Work instructions: What you give back should match the records word for word.

Data:
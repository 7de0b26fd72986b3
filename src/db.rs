//! SQLite connection pooling.

use diesel::connection::SimpleConnection;
use diesel::r2d2::{ConnectionManager, CustomizeConnection, Pool, PooledConnection};
use diesel::sqlite::SqliteConnection;

pub type DbPool = Pool<ConnectionManager<SqliteConnection>>;
pub type DbConnection = PooledConnection<ConnectionManager<SqliteConnection>>;

/// Per-connection SQLite options. Foreign keys must be enabled on every
/// connection because project deletion relies on cascading deletes.
#[derive(Debug)]
struct ConnectionOptions;

impl CustomizeConnection<SqliteConnection, diesel::r2d2::Error> for ConnectionOptions {
    fn on_acquire(&self, conn: &mut SqliteConnection) -> Result<(), diesel::r2d2::Error> {
        conn.batch_execute("PRAGMA foreign_keys = ON; PRAGMA busy_timeout = 5000;")
            .map_err(diesel::r2d2::Error::QueryError)
    }
}

/// Build an r2d2 pool for the given database URL (a file path for SQLite).
pub fn establish_connection_pool(database_url: &str) -> Result<DbPool, diesel::r2d2::PoolError> {
    let manager = ConnectionManager::<SqliteConnection>::new(database_url);
    Pool::builder()
        .connection_customizer(Box::new(ConnectionOptions))
        .build(manager)
}
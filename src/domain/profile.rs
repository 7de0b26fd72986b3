use chrono::NaiveDateTime;
use serde::{Deserialize, Serialize};

use crate::domain::types::{DisplayName, Subcategory, UserId};

/// Public profile of an academy member. The user itself lives in the
/// external auth service; the profile only carries display data and the
/// default subcategory used as a fallback by the listing filter.
#[derive(Debug, Clone, Serialize, Deserialize)]
pub struct Profile {
    pub user_id: UserId,
    pub display_name: DisplayName,
    pub subcategory: Option<Subcategory>,
    pub created_at: NaiveDateTime,
}

/// Information required to create or refresh a [`Profile`].
#[derive(Debug, Clone, Serialize, Deserialize, PartialEq)]
pub struct NewProfile {
    pub user_id: UserId,
    pub display_name: DisplayName,
    pub subcategory: Option<Subcategory>,
    pub created_at: NaiveDateTime,
}
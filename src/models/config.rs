use serde::Deserialize;

/// Application configuration loaded at startup from `config.yaml` (optional)
/// overridden by environment variables.
#[derive(Debug, Clone, Deserialize)]
pub struct ServerConfig {
    pub database_url: String,
    #[serde(default = "default_bind_address")]
    pub bind_address: String,
    #[serde(default = "default_port")]
    pub port: u16,
    /// Secret for cookie session/identity signing.
    pub secret: String,
    /// Base URL of the external auth service; unauthenticated users are sent
    /// there to log in.
    pub auth_service_url: String,
    /// Emails granted admin rights in addition to the `admin` role claim.
    #[serde(default)]
    pub admin_emails: Vec<String>,
}

fn default_bind_address() -> String {
    "0.0.0.0".to_string()
}

fn default_port() -> u16 {
    8080
}

#[cfg(feature = "server")]
impl ServerConfig {
    pub fn load() -> Result<Self, config::ConfigError> {
        config::Config::builder()
            .add_source(config::File::with_name("config").required(false))
            .add_source(
                config::Environment::default()
                    .try_parsing(true)
                    .list_separator(",")
                    .with_list_parse_key("admin_emails"),
            )
            .build()?
            .try_deserialize()
    }
}
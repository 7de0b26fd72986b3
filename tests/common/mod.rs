//! Helpers for integration tests.

use academy_showcase::db::{DbPool, establish_connection_pool};
use diesel_migrations::{EmbeddedMigrations, MigrationHarness, embed_migrations};
use tempfile::NamedTempFile;

pub const MIGRATIONS: EmbeddedMigrations = embed_migrations!();

/// Temporary database used in integration tests.
pub struct TestDb {
    _tempfile: NamedTempFile,
    pool: DbPool,
}

impl TestDb {
    pub fn new() -> Self {
        let tempfile = NamedTempFile::new().expect("Failed to create temp file");
        let pool = establish_connection_pool(tempfile.path().to_str().unwrap())
            .expect("Failed to establish SQLite connection.");
        let mut conn = pool
            .get()
            .expect("Failed to get SQLite connection from pool.");
        conn.run_pending_migrations(MIGRATIONS)
            .expect("Migrations failed");
        TestDb {
            _tempfile: tempfile,
            pool,
        }
    }

    pub fn pool(&self) -> DbPool {
        self.pool.clone()
    }
}
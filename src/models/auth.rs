//! Session extraction for [`AuthenticatedUser`].

pub use crate::domain::auth::AuthenticatedUser;

#[cfg(feature = "server")]
mod extract {
    use std::future::Future;
    use std::pin::Pin;

    use actix_identity::Identity;
    use actix_web::dev::Payload;
    use actix_web::error::ErrorUnauthorized;
    use actix_web::{FromRequest, HttpRequest};

    use super::AuthenticatedUser;

    /// The identity cookie stores the JSON-serialized claims issued by the
    /// external auth service at login. Expired or malformed sessions are
    /// rejected, which also clears `Option<AuthenticatedUser>` extractors
    /// down to `None`.
    impl FromRequest for AuthenticatedUser {
        type Error = actix_web::Error;
        type Future = Pin<Box<dyn Future<Output = Result<Self, Self::Error>>>>;

        fn from_request(req: &HttpRequest, payload: &mut Payload) -> Self::Future {
            let identity = Identity::from_request(req, payload);
            Box::pin(async move {
                let identity = identity.await?;
                let claims = identity
                    .id()
                    .map_err(|_| ErrorUnauthorized("no session identity"))?;
                let user: AuthenticatedUser = serde_json::from_str(&claims)
                    .map_err(|_| ErrorUnauthorized("malformed session identity"))?;
                if user.exp != 0 && user.exp < chrono::Utc::now().timestamp() {
                    return Err(ErrorUnauthorized("session expired"));
                }
                Ok(user)
            })
        }
    }
}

Answer to this task:
repository 7de0b26fd72986b3
filename src/db.rs
//! SQLite connection pooling.

use diesel::connection::SimpleConnection;
use diesel::r2d2::{ConnectionManager, CustomizeConnection, Pool, PooledConnection};
use diesel::sqlite::SqliteConnection;

pub type DbPool = Pool<ConnectionManager<SqliteConnection>>;
pub type DbConnection = PooledConnection<ConnectionManager<SqliteConnection>>;

/// Per-connection SQLite options. Foreign keys must be enabled on every
/// connection because project deletion relies on cascading deletes.
#[derive(Debug)]
struct ConnectionOptions;

impl CustomizeConnection<SqliteConnection, diesel::r2d2::Error> for ConnectionOptions {
    fn on_acquire(&self, conn: &mut SqliteConnection) -> Result<(), diesel::r2d2::Error> {
        conn.batch_execute("PRAGMA foreign_keys = ON; PRAGMA busy_timeout = 5000;")
            .map_err(diesel::r2d2::Error::QueryError)
    }
}

/// Build an r2d2 pool for the given database URL (a file path for SQLite).
pub fn establish_connection_pool(database_url: &str) -> Result<DbPool, diesel::r2d2::PoolError> {
    let manager = ConnectionManager::<SqliteConnection>::new(database_url);
    Pool::builder()
        .connection_customizer(Box::new(ConnectionOptions))
        .build(manager)
}
filename src/domain/profile.rs
repository 7de0b26fd72986b3
use chrono::NaiveDateTime;
use serde::{Deserialize, Serialize};

use crate::domain::types::{DisplayName, Subcategory, UserId};

/// Public profile of an academy member. The user itself lives in the
/// external auth service; the profile only carries display data and the
/// default subcategory used as a fallback by the listing filter.
#[derive(Debug, Clone, Serialize, Deserialize)]
pub struct Profile {
    pub user_id: UserId,
    pub display_name: DisplayName,
    pub subcategory: Option<Subcategory>,
    pub created_at: NaiveDateTime,
}

/// Information required to create or refresh a [`Profile`].
#[derive(Debug, Clone, Serialize, Deserialize, PartialEq)]
pub struct NewProfile {
    pub user_id: UserId,
    pub display_name: DisplayName,
    pub subcategory: Option<Subcategory>,
    pub created_at: NaiveDateTime,
}
filename src/models/config.rs
use serde::Deserialize;

/// Application configuration loaded at startup from `config.yaml` (optional)
/// overridden by environment variables.
#[derive(Debug, Clone, Deserialize)]
pub struct ServerConfig {
    pub database_url: String,
    #[serde(default = "default_bind_address")]
    pub bind_address: String,
    #[serde(default = "default_port")]
    pub port: u16,
    /// Secret for cookie session/identity signing.
    pub secret: String,
    /// Base URL of the external auth service; unauthenticated users are sent
    /// there to log in.
    pub auth_service_url: String,
    /// Emails granted admin rights in addition to the `admin` role claim.
    #[serde(default)]
    pub admin_emails: Vec<String>,
}

fn default_bind_address() -> String {
    "0.0.0.0".to_string()
}

fn default_port() -> u16 {
    8080
}

#[cfg(feature = "server")]
impl ServerConfig {
    pub fn load() -> Result<Self, config::ConfigError> {
        config::Config::builder()
            .add_source(config::File::with_name("config").required(false))
            .add_source(
                config::Environment::default()
                    .try_parsing(true)
                    .list_separator(",")
                    .with_list_parse_key("admin_emails"),
            )
            .build()?
            .try_deserialize()
    }
}
repository 7de0b26fd72986b3
filename tests/common/mod.rs
//! Helpers for integration tests.

use academy_showcase::db::{DbPool, establish_connection_pool};
use diesel_migrations::{EmbeddedMigrations, MigrationHarness, embed_migrations};
use tempfile::NamedTempFile;

pub const MIGRATIONS: EmbeddedMigrations = embed_migrations!();

/// Temporary database used in integration tests.
pub struct TestDb {
    _tempfile: NamedTempFile,
    pool: DbPool,
}

impl TestDb {
    pub fn new() -> Self {
        let tempfile = NamedTempFile::new().expect("Failed to create temp file");
        let pool = establish_connection_pool(tempfile.path().to_str().unwrap())
            .expect("Failed to establish SQLite connection.");
        let mut conn = pool
            .get()
            .expect("Failed to get SQLite connection from pool.");
        conn.run_pending_migrations(MIGRATIONS)
            .expect("Migrations failed");
        TestDb {
            _tempfile: tempfile,
            pool,
        }
    }

    pub fn pool(&self) -> DbPool {
        self.pool.clone()
    }
}
filename src/models/auth.rs
//! Session extraction for [`AuthenticatedUser`].

pub use crate::domain::auth::AuthenticatedUser;

#[cfg(feature = "server")]
mod extract {
    use std::future::Future;
    use std::pin::Pin;

    use actix_identity::Identity;
    use actix_web::dev::Payload;
    use actix_web::error::ErrorUnauthorized;
    use actix_web::{FromRequest, HttpRequest};

    use super::AuthenticatedUser;

    /// The identity cookie stores the JSON-serialized claims issued by the
    /// external auth service at login. Expired or malformed sessions are
    /// rejected, which also clears `Option<AuthenticatedUser>` extractors
    /// down to `None`.
    impl FromRequest for AuthenticatedUser {
        type Error = actix_web::Error;
        type Future = Pin<Box<dyn Future<Output = Result<Self, Self::Error>>>>;

        fn from_request(req: &HttpRequest, payload: &mut Payload) -> Self::Future {
            let identity = Identity::from_request(req, payload);
            Box::pin(async move {
                let identity = identity.await?;
                let claims = identity
                    .id()
                    .map_err(|_| ErrorUnauthorized("no session identity"))?;
                let user: AuthenticatedUser = serde_json::from_str(&claims)
                    .map_err(|_| ErrorUnauthorized("malformed session identity"))?;
                if user.exp != 0 && user.exp < chrono::Utc::now().timestamp() {
                    return Err(ErrorUnauthorized("session expired"));
                }
                Ok(user)
            })
        }
    }
}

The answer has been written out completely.